Özlemişim… Aylar olmuş böylesi bir basın toplantısına gitmeyeli… DEVA Partisi Eskişehir İl Başkanlığı 1. Olağan Kongresi’ne katıldım. Bu vesileyle basın toplantılarını nasıl özlediğimi fark ettim.
Tüm boyutlarıyla özlemişim… İstiklal Marşı’nın okunmasından soru-cevap kısmına, girişte kayıt olmadan fuayede ayaküstü yapılan çay-kahve sohbetlerine… Polislerden telaşlı görevlilere kadar pek çok şey… Pandemi bazı rutinlerin ne kadar ‘harika’ olduğunu öğretti.
Bu duygu ve düşüncelerle Tasigo Otel’deyim… Otel aslında kapalı ama önceden söz verildiği için etkinlik yapıldı. Üst düzey önlemlerle kongre yapıldı.
Kongre yapılacak salonu gören bir yere ‘Korkma Türkiye’ afişi asılmıştı. Genel Başkan Ali Babacan, kongre öncesi başka bir salonda gazeteciler ve sivil toplum temsilcileriyle bir araya geldi.
Babacan kısa konuşmasının ardından sohbet etmek için kamera ve ses kayıtlarını kapattırdı. Herkesin kendisini tanıtmasını istedi. Ardından sorular, öneriler…
Sevgi Akmen, Aydın Bandırma, Cemil Nazlı, Ali Ulu gibi isimleri gördüm…
Vakit olmadığı için bu kısım biraz ‘göstermelik’ gibi oldu. Kütahya’ya gidecek olan Babacan, acele etti. Öte yandan gazeteci ve STK buluşması çok verimli değilmiş. Ayrı ayrı toplantılar daha verimli olabilir.
Babacan, bu toplantıda sohbet sırasında kayınvalidesinin Mihalıççıklı olduğunu söyledi.
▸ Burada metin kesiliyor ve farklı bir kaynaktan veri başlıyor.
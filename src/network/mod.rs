//! HTTP networking module
//!
//! Provides the HTTP client providers use to reach their upstreams.

mod client;
mod request;
mod user_agent;

pub use client::HttpClient;
pub use request::{HttpMethod, HttpRequest, HttpResponse};
pub use user_agent::{accept_language, generate_user_agent};
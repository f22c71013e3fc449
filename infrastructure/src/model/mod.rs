//! Model registry adapters
//!
//! Local Hugging Face style checkpoints: `config.json`, safetensors shards,
//! and a built-in Llama-family forward pass.

pub mod hf_config;
pub mod llama;
pub mod registry;
pub mod safetensors;

pub use hf_config::HfModelConfig;
pub use llama::LlamaHiddenStates;
pub use registry::{CausalModelLoader, LocalModelRegistry, ModelFiles};
pub use safetensors::{IndexedTensorLoader, MmapedTensorLoader};
//! Experts and their routing prompts.

pub mod entities;
//! Model reference and dimension value objects

use serde::{Deserialize, Serialize};
use std::fmt;

/// Handle to a pretrained base model (Value Object)
///
/// Only identifies the model; resolving it to configuration, weights, or a
/// runnable network is the job of a model registry.
#[derive(Debug, Clone, PartialEq, Eq, Hash, Serialize, Deserialize)]
pub struct ModelReference {
    /// Local directory or hub identifier
    pub path: String,
    /// Optional revision (branch, tag, or commit)
    #[serde(default, skip_serializing_if = "Option::is_none")]
    pub revision: Option<String>,
}

impl ModelReference {
    pub fn new(path: impl Into<String>) -> Self {
        Self {
            path: path.into(),
            revision: None,
        }
    }

    pub fn with_revision(mut self, revision: impl Into<String>) -> Self {
        self.revision = Some(revision.into());
        self
    }
}

impl fmt::Display for ModelReference {
    fn fmt(&self, f: &mut fmt::Formatter<'_>) -> fmt::Result {
        match &self.revision {
            Some(rev) => write!(f, "{}@{}", self.path, rev),
            None => write!(f, "{}", self.path),
        }
    }
}

/// The subset of a model's configuration the gate pipeline reads.
///
/// Field names match Hugging Face `config.json`, so this deserializes
/// directly from it.
#[derive(Debug, Clone, Copy, PartialEq, Eq, Serialize, Deserialize)]
pub struct ModelDims {
    pub num_hidden_layers: usize,
    pub hidden_size: usize,
    pub vocab_size: usize,
}

impl ModelDims {
    pub fn new(num_hidden_layers: usize, hidden_size: usize, vocab_size: usize) -> Self {
        Self {
            num_hidden_layers,
            hidden_size,
            vocab_size,
        }
    }
}
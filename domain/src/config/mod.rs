//! Configuration value objects for the domain layer
//!
//! These are domain concepts related to configuration that are
//! used across multiple layers.

mod output_format;
pub mod validation;

pub use output_format::OutputFormat;
pub use validation::{ConfigIssue, ConfigIssueCode, Severity};
//! Presentation layer for moegate
//!
//! This crate contains the CLI definition, report formatters, and progress
//! reporters.

pub mod cli;
pub mod output;
pub mod progress;

// Re-export commonly used types
pub use cli::commands::{Cli, OutputFormat};
pub use output::console::ConsoleFormatter;
pub use output::formatter::OutputFormatter;
pub use output::summary::{ExpertSummary, GateSummary};
pub use progress::reporter::ProgressReporter;
//! Expert entity

use crate::core::error::DomainError;
use serde::Serialize;

/// One constituent model in the mixture, identified by its prompt sets.
///
/// Positive prompts describe inputs the expert should receive; negative
/// prompts describe inputs it should be pushed away from. Immutable once
/// constructed.
#[derive(Debug, Clone, PartialEq, Eq, Serialize)]
pub struct Expert {
    name: String,
    positive_prompts: Vec<String>,
    negative_prompts: Vec<String>,
}

impl Expert {
    /// Create an expert, rejecting empty names and empty positive prompt sets.
    pub fn new(
        name: impl Into<String>,
        positive_prompts: Vec<String>,
        negative_prompts: Vec<String>,
    ) -> Result<Self, DomainError> {
        let name = name.into();
        if name.trim().is_empty() {
            return Err(DomainError::InvalidExpert(
                "expert name cannot be empty".to_string(),
            ));
        }
        if positive_prompts.is_empty() {
            return Err(DomainError::InvalidExpert(format!(
                "expert '{}' has no positive prompts",
                name
            )));
        }
        Ok(Self {
            name,
            positive_prompts,
            negative_prompts,
        })
    }

    /// Shorthand for an expert without negative prompts
    pub fn positive_only(
        name: impl Into<String>,
        positive_prompts: Vec<String>,
    ) -> Result<Self, DomainError> {
        Self::new(name, positive_prompts, Vec::new())
    }

    pub fn name(&self) -> &str {
        &self.name
    }

    pub fn positive_prompts(&self) -> &[String] {
        &self.positive_prompts
    }

    pub fn negative_prompts(&self) -> &[String] {
        &self.negative_prompts
    }

    pub fn has_negative_prompts(&self) -> bool {
        !self.negative_prompts.is_empty()
    }
}
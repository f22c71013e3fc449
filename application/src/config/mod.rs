//! Application-level configuration.
//!
//! - [`GateParams`] - thresholds, numeric tolerances, and sampling seed for
//!   gate computation

pub mod gate_params;

pub use gate_params::GateParams;
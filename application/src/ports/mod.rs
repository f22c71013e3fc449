//! Port definitions (interfaces for external adapters)
//!
//! Ports define the contracts that infrastructure adapters must implement:
//! model registry and loaders, the prompt tokenizer, the optional expert
//! classifier, and progress reporting.

pub mod classifier;
pub mod model_registry;
pub mod progress;
pub mod tokenizer;
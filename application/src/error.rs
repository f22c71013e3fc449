//! Gate pipeline error taxonomy.
//!
//! Every variant is fatal to the current gate computation; callers decide
//! whether to abort the merge or retry with different configuration.

use crate::ports::classifier::ClassifierError;
use crate::ports::model_registry::ModelError;
use crate::ports::tokenizer::TokenizerError;
use moegate_domain::DomainError;
use thiserror::Error;

/// Errors that can occur while computing gate tensors
#[derive(Error, Debug)]
pub enum GateError {
    /// Raised during setup, before any prompt is tokenized
    #[error("Configuration error: {0}")]
    Configuration(String),

    #[error("Failed to tokenize prompts for expert '{expert}': {source}")]
    Tokenization {
        expert: String,
        source: TokenizerError,
    },

    #[error("Shape mismatch: expected {expected}, got {actual} ({detail})")]
    ShapeMismatch {
        expected: String,
        actual: String,
        detail: String,
    },

    /// Registry failures pass through with their own message
    #[error(transparent)]
    Model(#[from] ModelError),

    #[error(transparent)]
    Classifier(#[from] ClassifierError),

    #[error("Tensor error: {0}")]
    Tensor(#[from] candle_core::Error),

    #[error(transparent)]
    Domain(DomainError),
}

impl GateError {
    pub fn configuration(msg: impl Into<String>) -> Self {
        GateError::Configuration(msg.into())
    }

    pub fn shape_mismatch(
        expected: impl Into<String>,
        actual: impl Into<String>,
        detail: impl Into<String>,
    ) -> Self {
        GateError::ShapeMismatch {
            expected: expected.into(),
            actual: actual.into(),
            detail: detail.into(),
        }
    }

    pub fn is_configuration(&self) -> bool {
        matches!(self, GateError::Configuration(_))
    }
}

impl From<DomainError> for GateError {
    fn from(error: DomainError) -> Self {
        if error.is_configuration() {
            GateError::Configuration(error.to_string())
        } else {
            GateError::Domain(error)
        }
    }
}

#[cfg(test)]
mod tests {
    use super::*;

    #[test]
    fn test_unknown_mode_becomes_configuration_error() {
        let error: GateError = DomainError::UnknownMode("bogus_mode".to_string()).into();
        assert!(error.is_configuration());
        assert_eq!(
            error.to_string(),
            "Configuration error: Unknown routing mode: bogus_mode"
        );
    }

    #[test]
    fn test_invalid_expert_stays_domain_error() {
        let error: GateError = DomainError::InvalidExpert("empty".to_string()).into();
        assert!(matches!(error, GateError::Domain(_)));
    }

    #[test]
    fn test_model_error_is_transparent() {
        let error: GateError = ModelError::MissingTensor("model.embed_tokens.weight".into()).into();
        assert_eq!(
            error.to_string(),
            "Missing weight tensor: model.embed_tokens.weight"
        );
    }

    #[test]
    fn test_tokenization_error_names_expert() {
        let error = GateError::Tokenization {
            expert: "coder".to_string(),
            source: TokenizerError::encode(Some("bad"), "invalid utf-8"),
        };
        let message = error.to_string();
        assert!(message.contains("coder"));
        assert!(message.contains("\"bad\""));
    }
}
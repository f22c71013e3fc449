//! Domain error types

use thiserror::Error;

/// Domain-level errors
#[derive(Error, Debug, Clone, PartialEq)]
pub enum DomainError {
    #[error("Unknown routing mode: {0}")]
    UnknownMode(String),

    #[error("Invalid expert: {0}")]
    InvalidExpert(String),

    #[error("Invalid device: {0}")]
    InvalidDevice(String),

    #[error("Tokenized batch is ragged: row {row} has {actual} entries, expected {expected}")]
    RaggedBatch {
        row: usize,
        expected: usize,
        actual: usize,
    },

    #[error("load_in_4bit and load_in_8bit cannot both be enabled")]
    ConflictingQuantization,
}

impl DomainError {
    /// Check if this error stems from configuration rather than data
    pub fn is_configuration(&self) -> bool {
        matches!(
            self,
            DomainError::UnknownMode(_)
                | DomainError::InvalidDevice(_)
                | DomainError::ConflictingQuantization
        )
    }
}

#[cfg(test)]
mod tests {
    use super::*;

    #[test]
    fn test_unknown_mode_display() {
        let error = DomainError::UnknownMode("bogus_mode".to_string());
        assert_eq!(error.to_string(), "Unknown routing mode: bogus_mode");
    }

    #[test]
    fn test_is_configuration_check() {
        assert!(DomainError::UnknownMode("x".to_string()).is_configuration());
        assert!(DomainError::ConflictingQuantization.is_configuration());
        assert!(!DomainError::InvalidExpert("x".to_string()).is_configuration());
        assert!(
            !DomainError::RaggedBatch {
                row: 1,
                expected: 3,
                actual: 2
            }
            .is_configuration()
        );
    }
}
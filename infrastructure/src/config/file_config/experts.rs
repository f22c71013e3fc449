//! Expert definitions from TOML (`[[experts]]` array)

use moegate_domain::{ConfigIssue, ConfigIssueCode, Expert};
use serde::{Deserialize, Serialize};
use std::collections::HashSet;

/// Raw expert entry from TOML
///
/// # Example
///
/// ```toml
/// [[experts]]
/// name = "code"
/// positive_prompts = ["Write a function that", "Fix the bug in"]
/// negative_prompts = ["Once upon a time"]
/// ```
#[derive(Debug, Clone, Default, PartialEq, Serialize, Deserialize)]
#[serde(default)]
pub struct FileExpertConfig {
    pub name: String,
    pub positive_prompts: Vec<String>,
    pub negative_prompts: Vec<String>,
}

/// Convert raw expert entries, collecting every issue.
pub fn parse_experts(entries: &[FileExpertConfig]) -> (Vec<Expert>, Vec<ConfigIssue>) {
    let mut issues = Vec::new();
    let mut experts = Vec::with_capacity(entries.len());

    if entries.is_empty() {
        issues.push(ConfigIssue::error(
            ConfigIssueCode::NoExperts,
            "experts: at least one [[experts]] entry is required",
        ));
        return (experts, issues);
    }

    let mut seen = HashSet::new();
    for (index, entry) in entries.iter().enumerate() {
        if entry.name.trim().is_empty() {
            issues.push(ConfigIssue::error(
                ConfigIssueCode::EmptyExpertName { index },
                format!("experts[{}]: name cannot be empty", index),
            ));
            continue;
        }
        if !seen.insert(entry.name.as_str()) {
            issues.push(ConfigIssue::warning(
                ConfigIssueCode::DuplicateExpertName {
                    name: entry.name.clone(),
                },
                format!("experts[{}]: duplicate expert name '{}'", index, entry.name),
            ));
        }
        if entry.positive_prompts.is_empty() {
            issues.push(ConfigIssue::error(
                ConfigIssueCode::MissingPositivePrompts {
                    expert: entry.name.clone(),
                },
                format!("experts[{}]: '{}' has no positive_prompts", index, entry.name),
            ));
            continue;
        }

        // Validation above mirrors Expert::new, so this only fails on a new rule
        match Expert::new(
            entry.name.clone(),
            entry.positive_prompts.clone(),
            entry.negative_prompts.clone(),
        ) {
            Ok(expert) => experts.push(expert),
            Err(e) => issues.push(ConfigIssue::error(
                ConfigIssueCode::MissingPositivePrompts {
                    expert: entry.name.clone(),
                },
                format!("experts[{}]: {}", index, e),
            )),
        }
    }

    (experts, issues)
}

#[cfg(test)]
mod tests {
    use super::*;

    fn entry(name: &str, positive: &[&str]) -> FileExpertConfig {
        FileExpertConfig {
            name: name.to_string(),
            positive_prompts: positive.iter().map(|s| s.to_string()).collect(),
            negative_prompts: Vec::new(),
        }
    }

    #[test]
    fn test_valid_experts_keep_order() {
        let (experts, issues) = parse_experts(&[entry("code", &["fn"]), entry("math", &["sum"])]);
        assert!(issues.is_empty());
        let names: Vec<&str> = experts.iter().map(|e| e.name()).collect();
        assert_eq!(names, vec!["code", "math"]);
    }

    #[test]
    fn test_empty_list() {
        let (experts, issues) = parse_experts(&[]);
        assert!(experts.is_empty());
        assert_eq!(issues[0].code, ConfigIssueCode::NoExperts);
    }

    #[test]
    fn test_collects_all_issues() {
        let (experts, issues) = parse_experts(&[
            entry("", &["x"]),
            entry("chat", &[]),
            entry("code", &["fn"]),
            entry("code", &["impl"]),
        ]);
        assert_eq!(experts.len(), 2);
        assert_eq!(issues.len(), 3);
        assert_eq!(issues[0].code, ConfigIssueCode::EmptyExpertName { index: 0 });
        assert!(!issues[2].is_error());
    }
}
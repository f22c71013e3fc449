//! Raw TOML configuration data types
//!
//! These structs represent the exact structure of the TOML config file.
//! They are deserialized directly and converted to domain and application
//! types with every problem collected as a [`ConfigIssue`].

mod experts;
mod gate;
mod model;
mod sources;

pub use experts::{FileExpertConfig, parse_experts};
pub use gate::FileGateConfig;
pub use model::FileModelConfig;
pub use sources::{FileClassifierConfig, FileTokenizerConfig};

use moegate_domain::{ConfigIssue, ConfigIssueCode};
use serde::{Deserialize, Serialize};

/// Complete file configuration (raw TOML structure)
#[derive(Debug, Clone, Default, PartialEq, Serialize, Deserialize)]
#[serde(default)]
pub struct FileConfig {
    /// Gate computation settings
    pub gate: FileGateConfig,
    /// Base model settings
    pub model: FileModelConfig,
    /// Tokenizer location override
    pub tokenizer: FileTokenizerConfig,
    /// Expert classifier checkpoint
    pub classifier: FileClassifierConfig,
    /// Experts in routing order
    pub experts: Vec<FileExpertConfig>,
}

impl FileConfig {
    /// Validate the entire configuration, returning all detected issues.
    ///
    /// Checks, without stopping at the first failure:
    /// 1. Gate mode name
    /// 2. Model path, quantization flags, and device string
    /// 3. Expert entries (count, names, positive prompts)
    pub fn validate(&self) -> Vec<ConfigIssue> {
        let mut issues = Vec::new();

        issues.extend(self.gate.parse_mode().1);

        if self.model.model_reference().is_none() {
            issues.push(ConfigIssue::error(
                ConfigIssueCode::MissingModelPath,
                "model.path: a local model directory is required",
            ));
        }
        issues.extend(self.model.to_load_options().1);

        issues.extend(parse_experts(&self.experts).1);

        issues
    }

    /// Directory the tokenizer is read from
    pub fn tokenizer_path(&self) -> Option<&str> {
        self.tokenizer.path.as_deref().or(self.model.path.as_deref())
    }
}

#[cfg(test)]
mod tests {
    use super::*;
    use moegate_domain::GateMode;

    const FULL_CONFIG: &str = r#"
[gate]
mode = "hidden_last"
degeneracy_threshold = 10.0
seed = 1234

[model]
path = "/models/base"
lazy_unpickle = true
device = "cpu"

[tokenizer]
path = "/models/tokenizer"

[classifier]
path = "/models/router.safetensors"

[[experts]]
name = "code"
positive_prompts = ["Write a function", "Fix this bug"]
negative_prompts = ["Once upon a time"]

[[experts]]
name = "story"
positive_prompts = ["Once upon a time"]
"#;

    #[test]
    fn test_deserialize_full_config() {
        let config: FileConfig = toml::from_str(FULL_CONFIG).unwrap();
        assert_eq!(config.gate.parse_mode().0, Some(GateMode::HiddenLast));
        assert_eq!(config.gate.seed, Some(1234));
        assert!(config.model.lazy_unpickle);
        assert_eq!(config.tokenizer_path(), Some("/models/tokenizer"));
        assert_eq!(
            config.classifier.path.as_deref(),
            Some("/models/router.safetensors")
        );
        assert_eq!(config.experts.len(), 2);
        assert_eq!(config.experts[0].negative_prompts.len(), 1);
        assert!(config.validate().is_empty());
    }

    #[test]
    fn test_deserialize_partial_config() {
        let config: FileConfig = toml::from_str("[gate]\nmode = \"random\"\n").unwrap();
        assert_eq!(config.gate.mode, "random");
        assert_eq!(config.gate.degeneracy_threshold, 5.0);
        assert_eq!(config.model.device, "auto");
        assert!(config.experts.is_empty());
    }

    #[test]
    fn test_tokenizer_defaults_to_model_path() {
        let config: FileConfig = toml::from_str("[model]\npath = \"/m\"\n").unwrap();
        assert_eq!(config.tokenizer_path(), Some("/m"));
    }

    #[test]
    fn test_validate_collects_everything() {
        let toml_str = r#"
[gate]
mode = "bogus_mode"

[model]
load_in_4bit = true
load_in_8bit = true
"#;
        let config: FileConfig = toml::from_str(toml_str).unwrap();
        let codes: Vec<ConfigIssueCode> = config.validate().into_iter().map(|i| i.code).collect();
        assert_eq!(codes.len(), 4);
        assert!(matches!(codes[0], ConfigIssueCode::InvalidEnumValue { .. }));
        assert_eq!(codes[1], ConfigIssueCode::MissingModelPath);
        assert_eq!(codes[2], ConfigIssueCode::ConflictingQuantization);
        assert_eq!(codes[3], ConfigIssueCode::NoExperts);
    }
}
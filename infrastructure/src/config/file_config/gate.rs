//! Gate computation configuration from TOML (`[gate]` section)

use moegate_application::GateParams;
use moegate_application::config::gate_params::{
    DEFAULT_DEGENERACY_THRESHOLD, DEFAULT_EMBED_TENSOR_NAME, DEFAULT_NORM_EPSILON,
};
use moegate_domain::{ConfigIssue, ConfigIssueCode, GateMode};
use serde::{Deserialize, Serialize};

/// Raw gate configuration from TOML
///
/// # Example
///
/// ```toml
/// [gate]
/// mode = "hidden_avg"
/// degeneracy_threshold = 5.0
/// seed = 42
/// ```
#[derive(Debug, Clone, PartialEq, Serialize, Deserialize)]
#[serde(default)]
pub struct FileGateConfig {
    /// Gate mode name (`random`, `cheap_embed`, `hidden`, ...)
    pub mode: String,
    /// Condition number above which a layer is reported as degenerate
    pub degeneracy_threshold: f64,
    /// Lower bound for L2 norms
    pub norm_epsilon: f64,
    /// Seed for random modes
    pub seed: Option<u64>,
    /// Weight name used by `cheap_embed`
    pub embed_tensor_name: String,
}

impl Default for FileGateConfig {
    fn default() -> Self {
        Self {
            mode: GateMode::default().as_str().to_string(),
            degeneracy_threshold: DEFAULT_DEGENERACY_THRESHOLD,
            norm_epsilon: DEFAULT_NORM_EPSILON,
            seed: None,
            embed_tensor_name: DEFAULT_EMBED_TENSOR_NAME.to_string(),
        }
    }
}

impl FileGateConfig {
    /// Parse the mode string, collecting an issue for unknown names.
    pub fn parse_mode(&self) -> (Option<GateMode>, Vec<ConfigIssue>) {
        match self.mode.parse::<GateMode>() {
            Ok(mode) => (Some(mode), Vec::new()),
            Err(_) => (
                None,
                vec![ConfigIssue::error(
                    ConfigIssueCode::InvalidEnumValue {
                        field: "gate.mode".to_string(),
                        value: self.mode.clone(),
                        valid_values: GateMode::ALL
                            .iter()
                            .map(|m| m.as_str().to_string())
                            .collect(),
                    },
                    format!("gate.mode: unknown mode '{}'", self.mode),
                )],
            ),
        }
    }

    pub fn to_gate_params(&self) -> GateParams {
        GateParams::default()
            .with_degeneracy_threshold(self.degeneracy_threshold)
            .with_norm_epsilon(self.norm_epsilon)
            .with_seed(self.seed)
            .with_embed_tensor_name(self.embed_tensor_name.clone())
    }
}
//! Output formatting

pub mod console;
pub mod formatter;
pub mod summary;
//! CLI command definitions

use clap::{Parser, ValueEnum};
use std::path::PathBuf;

/// Output format for the gate report
#[derive(Debug, Clone, Copy, PartialEq, Eq, ValueEnum)]
pub enum OutputFormat {
    /// Shape, kind, and per-layer conditioning
    Summary,
    /// JSON report
    Json,
}

impl From<OutputFormat> for moegate_domain::OutputFormat {
    fn from(format: OutputFormat) -> Self {
        match format {
            OutputFormat::Summary => moegate_domain::OutputFormat::Summary,
            OutputFormat::Json => moegate_domain::OutputFormat::Json,
        }
    }
}

/// CLI arguments for moegate
#[derive(Parser, Debug)]
#[command(name = "moegate")]
#[command(author, version, about = "Compute mixture-of-experts gate vectors from expert prompts")]
#[command(long_about = r#"
moegate derives per-layer, per-expert routing vectors for a mixture-of-experts
model assembled from independently trained experts, then checks every layer
for degenerate (near linearly dependent) expert vectors.

Gate modes:
  random, uniform_random     sampled, no prompts or model weights needed
  cheap_embed                prompts projected through the embedding matrix
  hidden, hidden_avg         hidden states averaged over the prompt
  hidden_last                hidden state at the last prompt position
  smart_hidden (classifier)  hidden states weighted by a classifier checkpoint

Configuration files are loaded from (in priority order):
1. MOEGATE_* environment variables (MOEGATE_GATE__MODE=random)
2. --config <path>     Explicit config file
3. ./moegate.toml      Project-level config
4. ~/.config/moegate/config.toml   Global config

Example:
  moegate --config experts.toml
  moegate --config experts.toml --mode cheap_embed --device cpu -o json
"#)]
pub struct Cli {
    /// Local base model directory (overrides [model].path)
    #[arg(long, value_name = "PATH")]
    pub model: Option<PathBuf>,

    /// Gate mode (overrides [gate].mode)
    #[arg(long, value_name = "MODE")]
    pub mode: Option<String>,

    /// Device: auto, cpu, cuda[:N], metal[:N] (overrides [model].device)
    #[arg(long, value_name = "DEVICE")]
    pub device: Option<String>,

    /// Seed for random modes
    #[arg(long, value_name = "SEED")]
    pub seed: Option<u64>,

    /// Condition number above which a layer is reported as degenerate
    #[arg(long, value_name = "THRESHOLD")]
    pub threshold: Option<f64>,

    /// Output format
    #[arg(short, long, value_enum, default_value = "summary")]
    pub output: OutputFormat,

    /// Verbosity level (-v = info, -vv = debug, -vvv = trace)
    #[arg(short, long, action = clap::ArgAction::Count)]
    pub verbose: u8,

    /// Suppress progress indicators
    #[arg(short, long)]
    pub quiet: bool,

    /// Path to configuration file
    #[arg(long, value_name = "PATH")]
    pub config: Option<PathBuf>,

    /// Disable loading of configuration files
    #[arg(long)]
    pub no_config: bool,

    /// Show configuration file locations and exit
    #[arg(long)]
    pub show_config: bool,
}
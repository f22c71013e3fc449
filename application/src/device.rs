//! Device resolution for the candle backend

use crate::error::GateError;
use candle_core::Device;
use moegate_domain::DevicePlacement;
use tracing::debug;

/// Map a placement hint onto a candle device.
///
/// `Auto` prefers CUDA device 0 and falls back to the CPU.
pub fn resolve_device(placement: DevicePlacement) -> Result<Device, GateError> {
    let device = match placement {
        DevicePlacement::Auto => Device::cuda_if_available(0)?,
        DevicePlacement::Cpu => Device::Cpu,
        DevicePlacement::Cuda(ordinal) => Device::new_cuda(ordinal)?,
        DevicePlacement::Metal(ordinal) => Device::new_metal(ordinal)?,
    };
    debug!("Resolved device {} to {:?}", placement, device);
    Ok(device)
}

#[cfg(test)]
mod tests {
    use super::*;

    #[test]
    fn test_cpu_placement() {
        let device = resolve_device(DevicePlacement::Cpu).unwrap();
        assert!(matches!(device, Device::Cpu));
    }

    #[test]
    fn test_auto_placement_resolves() {
        assert!(resolve_device(DevicePlacement::Auto).is_ok());
    }
}
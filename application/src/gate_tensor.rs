//! The gate tensor handed back to the merge pipeline

use candle_core::{D, Tensor};
use serde::Serialize;

/// What the vectors in a gate tensor represent
#[derive(Debug, Clone, Copy, PartialEq, Eq, Serialize)]
#[serde(rename_all = "snake_case")]
pub enum GateTensorKind {
    /// L2-normalized prompt embeddings (or random initialization)
    Embeddings,
    /// Classifier-weighted hidden states, not normalized
    RoutingWeights,
}

/// A `(num_layers, num_experts, hidden_size)` tensor, row-major in layer order.
#[derive(Debug, Clone)]
pub struct GateTensor {
    tensor: Tensor,
    kind: GateTensorKind,
}

impl GateTensor {
    pub(crate) fn new(tensor: Tensor, kind: GateTensorKind) -> Self {
        Self { tensor, kind }
    }

    pub fn tensor(&self) -> &Tensor {
        &self.tensor
    }

    pub fn kind(&self) -> GateTensorKind {
        self.kind
    }

    /// `(num_layers, num_experts, hidden_size)`
    pub fn dims(&self) -> (usize, usize, usize) {
        let dims = self.tensor.dims();
        (dims[0], dims[1], dims[2])
    }

    pub fn num_layers(&self) -> usize {
        self.dims().0
    }

    pub fn num_experts(&self) -> usize {
        self.dims().1
    }

    pub fn hidden_size(&self) -> usize {
        self.dims().2
    }

    /// Gate vector for one (layer, expert) pair as `f32`
    pub fn vector(&self, layer: usize, expert: usize) -> candle_core::Result<Vec<f32>> {
        self.tensor
            .get(layer)?
            .get(expert)?
            .to_dtype(candle_core::DType::F32)?
            .to_vec1()
    }

    /// L2 norm of every vector, shaped `[layer][expert]`
    pub fn norms(&self) -> candle_core::Result<Vec<Vec<f32>>> {
        self.tensor
            .to_dtype(candle_core::DType::F32)?
            .sqr()?
            .sum(D::Minus1)?
            .sqrt()?
            .to_vec2()
    }
}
Eski politikacılar gibi bunu çok köpürtmedi. İşte Eskişehir’in damadıyım, Eskişehir şöyle, Malıç böyle demedi. Sadece ‘Bizim kayınvalide Mihalıççıklı” demekle yetindi.


Yeni siyaset böyle demek ki…
Sonra hep birlikte üst kata kongrenin yapılacağı salona çıktık. Pandemi falan hikaye olmuş. Salon inanılmaz doluydu. DEVA’ya ilgiyi göstermesi bakımından iyi fakat pandemi açısından sorgulanmalı!
Sanırım olası bir erken seçim öncesi 41 il kongresini tamamlamak istiyorlar.
Siyasetle ‘çok ilgisi olmayan kimseleri’ gördüm!
Ne demek şimdi bu? Bir siyasi partinin kongresinde olacak iş mi, demeyin. Sahaya inenlerden bahsediyorum. Tweet atmak, Sözcü okumak, dost sohbetlerinde şikayet etmek yerine sahaya inenlerden…
Rana Besler’in siyaset yapmak istemesinin, basın bültenlerini masa masa gezerek dağıtmasının bir anlamı var. İl Yönetimi’nde ‘iş başa düştü’ diyen başka isimler de var. O nedenle bazı arkadaşlar ‘kim bunlar’ dedi! İl Başkanı İsmail Haşim Ateş dışında ‘tanıdık’ sima yoktu.
Gençler her yerdeydi… Salonda, Babacan’ın gündeminde, Divan’da…
Misafirler vardı… Kazım Kurt, Recep Taşel, Mehmet Ektaş… Babacan’ın konuşmasını sonuna kadar dinlediler. 
Babacan, sakin konuştu. Şöyle yumruğunu masaya vurmadı! Salondaki heyecanı yükseltemedi. Bilgili olduğuna hiç kuşku yok ama ‘inançlı, hırslı, dertli’ olduğunu da hissettirmeli.
Babacan’ın konuşması genelde ‘olumsuzluk’ üzerineydi. Söylediklerinin çoğunu zaten herkes biliyor, yaşıyor… Sorunu tespit eden değil umut olan kazanır… Babacan pek umut vermedi, veremedi!
Babacan, acilen ‘No’ filmini izlemeli…
Konuşması sırasında slogan falan atılmadı. Adettendir hani… Türkiye seninle gurur duyuyor falan… Sadece alkış vardı.